PoG – Building Failsafe Architecture for Mission-Critical Trading Systems

# Building Failsafe Architecture for Mission-Critical Trading Systems

When you’re running automated trading systems managing real money with live positions on exchanges, “it usually works” isn’t good enough. A single oversight in service lifecycle management can leave your positions exposed, unmonitored, and vulnerable to market moves.

This post documents a critical architectural change we made to the PoG trading system after discovering a dangerous design flaw.

## The Disaster Scenario

Picture this: You’re running three automated trading services:
– **PM (Portfolio Manager)** – The master controller on port 9004
– **Trader HL** – HyperLiquid automated trading on port 9002
– **TraderLighter** – Lighter Exchange trading on port 9102

PM provides the oversight dashboard, aggregates positions, tracks equity, and monitors service health. The traders execute actual trades on their respective exchanges.

Everything looks great in the UI – all services showing “Healthy”, positions displayed, real-time PnL streaming. Then you need to restart PM for an update…

**And both traders die.**

No warning. No graceful handoff. Both services killed. Positions still open on the exchanges but no longer monitored. Stop losses orphaned. No one watching.

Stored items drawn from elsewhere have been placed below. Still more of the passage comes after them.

// Copyright 2026 the Tilesdf Authors
// SPDX-License-Identifier: Apache-2.0 OR MIT

use peniko::kurbo::{Affine, Point, Rect, Vec2};

/// Camera position and zoom, applied before the projection.
#[derive(Copy, Clone, Debug, PartialEq)]
pub struct Camera {
    /// World point that maps to the projection origin.
    pub position: Point,
    /// Uniform zoom factor.
    pub scale: f64,
}

impl Default for Camera {
    fn default() -> Self {
        Self {
            position: Point::ORIGIN,
            scale: 1.0,
        }
    }
}

/// Maps world space authoring coordinates to target pixels.
///
/// The projection fits a world box into the target while preserving the
/// aspect ratio, growing the box along the axis which would otherwise leave
/// the target partly uncovered. By default the world box is the target
/// itself, so world units are pixels.
#[derive(Clone, Debug)]
pub struct Viewport {
    width: u32,
    height: u32,
    world_box: Option<Rect>,
    camera: Camera,
    projection: Affine,
    projection_scale: f64,
    world_to_screen: Affine,
    screen_to_world: Affine,
}

impl Viewport {
    pub fn new(width: u32, height: u32) -> Self {
        let mut viewport = Self {
            width,
            height,
            world_box: None,
            camera: Camera::default(),
            projection: Affine::IDENTITY,
            projection_scale: 1.0,
            world_to_screen: Affine::IDENTITY,
            screen_to_world: Affine::IDENTITY,
        };
        viewport.update();
        viewport
    }

    pub fn width(&self) -> u32 {
        self.width
    }

    pub fn height(&self) -> u32 {
        self.height
    }

    pub fn camera(&self) -> Camera {
        self.camera
    }

    /// Sets the target size in pixels.
    pub fn set_size(&mut self, width: u32, height: u32) {
        self.width = width;
        self.height = height;
        self.update();
    }

    /// Sets the world box fitted into the target, or `None` for a one to
    /// one pixel mapping.
    pub fn set_world_box(&mut self, world_box: Option<Rect>) {
        self.world_box = world_box.filter(|r| r.width() > 0.0 && r.height() > 0.0);
        self.update();
    }

    /// Sets the camera. Non-positive or non-finite scales are ignored.
    pub fn set_camera(&mut self, position: Point, scale: f64) {
        if !(scale.is_finite() && scale > 0.0 && position.is_finite()) {
            log::debug!("ignoring invalid camera {position:?} x {scale}");
            return;
        }
        self.camera = Camera { position, scale };
        self.update();
    }

    pub fn reset_camera(&mut self) {
        self.camera = Camera::default();
        self.update();
    }

    /// Full world to screen transform.
    pub fn transform(&self) -> Affine {
        self.world_to_screen
    }

    pub fn world_to_screen(&self, p: Point) -> Point {
        self.world_to_screen * p
    }

    pub fn screen_to_world(&self, p: Point) -> Point {
        self.screen_to_world * p
    }

    /// Factor applied to scalar lengths such as radii and widths.
    pub fn radius_scale(&self) -> f64 {
        self.projection_scale * self.camera.scale
    }

    /// Screen point in the form stored in the draw data.
    pub fn to_screen(&self, p: Point) -> [f32; 2] {
        let s = self.world_to_screen(p);
        [s.x as f32, s.y as f32]
    }

    /// Screen length in the form stored in the draw data.
    pub fn scale_length(&self, length: f64) -> f32 {
        (length * self.radius_scale()) as f32
    }

    /// Screen direction of a world direction. Only valid because the
    /// transform never rotates or shears.
    pub fn to_screen_direction(&self, v: Vec2) -> [f32; 2] {
        [v.x as f32, v.y as f32]
    }

    fn update(&mut self) {
        let target = Rect::new(0.0, 0.0, self.width as f64, self.height as f64);
        let (projection, scale) = match self.world_box {
            Some(world) if target.width() > 0.0 && target.height() > 0.0 => {
                let scale = (target.width() / world.width()).min(target.height() / world.height());
                let projection = Affine::translate(target.center().to_vec2())
                    * Affine::scale(scale)
                    * Affine::translate(-world.center().to_vec2());
                (projection, scale)
            }
            _ => (Affine::IDENTITY, 1.0),
        };
        self.projection = projection;
        self.projection_scale = scale;
        self.world_to_screen = self.projection
            * Affine::scale(self.camera.scale)
            * Affine::translate(-self.camera.position.to_vec2());
        self.screen_to_world = self.world_to_screen.inverse();
    }
}
impl TileResources {
    fn new(device: &Device, width: u32, height: u32, max_nodes: u32) -> Self {
        let per_axis = |extent| tiles_for(extent).min(MAX_TILE_INDEX + 1);
        let tile_count = (per_axis(width) * per_axis(height)).max(1) as u64;
        let node_size = max_nodes.max(1) as u64 * size_of::<TileNode>() as u64;
        let create = |name: &'static str, size: u64, usage: BufferUsages| {
            let buffer = device.create_buffer(&wgpu::BufferDescriptor {
                label: Some(name),
                size,
                usage,
                mapped_at_creation: false,
            });
            (BufferProxy::new(size, name), buffer)
        };
        let (heads_proxy, heads) = create("heads", tile_count * 4, BufferUsages::STORAGE);
        let (nodes_proxy, nodes) = create("nodes", node_size, BufferUsages::STORAGE);
        let (counters_proxy, counters) = create(
            "counters",
            size_of::<BinCounters>() as u64,
            BufferUsages::STORAGE | BufferUsages::COPY_SRC,
        );
        let (tile_indices_proxy, tile_indices) =
            create("tile_indices", tile_count * 4, BufferUsages::STORAGE);
        let (indirect_proxy, indirect) = create(
            "indirect",
            size_of::<DrawIndirect>() as u64,
            BufferUsages::STORAGE | BufferUsages::INDIRECT | BufferUsages::COPY_DST,
        );
        Self {
            proxies: TileBuffers {
                heads: heads_proxy,
                nodes: nodes_proxy,
                counters: counters_proxy,
                tile_indices: tile_indices_proxy,
                indirect: indirect_proxy,
            },
            heads,
            nodes,
            counters,
            tile_indices,
            indirect,
        }
    }

    fn external_resources(&self) -> [ExternalResource<'_>; 5] {
        let p = &self.proxies;
        [
            ExternalResource::Buffer(p.heads, &self.heads),
            ExternalResource::Buffer(p.nodes, &self.nodes),
            ExternalResource::Buffer(p.counters, &self.counters),
            ExternalResource::Buffer(p.tile_indices, &self.tile_indices),
            ExternalResource::Buffer(p.indirect, &self.indirect),
        ]
    }
}

/// Encodes, bins and rasterizes frames of SDF shapes.
///
/// A frame goes through [`begin_frame`](Self::begin_frame), draw calls on
/// [`stream`](Self::stream), [`end_frame`](Self::end_frame),
/// [`bin_commands`](Self::bin_commands) and finally
/// [`flush_to_view`](Self::flush_to_view) or
/// [`render_to_surface`](Self::render_to_surface). Calling these out of
/// order panics.
pub struct Renderer {
    options: RendererOptions,
    engine: WgpuEngine,
    shaders: FullShaders,
    stream: CommandStream,
    params: RenderParams,
    rings: FrameRings,
    tiles: TileResources,
    pacer: FramePacer,
    state: FrameState,
    warned_extent: bool,
}
// This is not `Send` (or `Sync`) on WebAssembly as the
// underlying wgpu types are not.
#[cfg(not(target_arch = "wasm32"))]
static_assertions::assert_impl_all!(Renderer: Send);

## Root Cause: The Master Controller Problem

The original architecture treated PM as a “master controller” – when PM shuts down, it calls `shutdown_all_services()` which terminates all trader processes:

“`python
# THE DANGEROUS CODE
async def lifespan(app: FastAPI):

yield
# This killed all traders!
if service_manager:
await service_manager.shutdown_all_services()
“`

This design made sense from a DevOps perspective – clean shutdown, no orphan processes. But it’s catastrophic for trading:

1. **PM restart = Trading stops** – Any PM maintenance stops all trading
2. **PM crash = Exposure** – If PM crashes, traders die with it
3. **Single point of failure** – PM becomes the weak link in the chain

## The Fix: Service Independence

The fundamental insight is that **traders are the mission-critical component, not PM**. Traders manage actual positions on exchanges. PM just provides visibility.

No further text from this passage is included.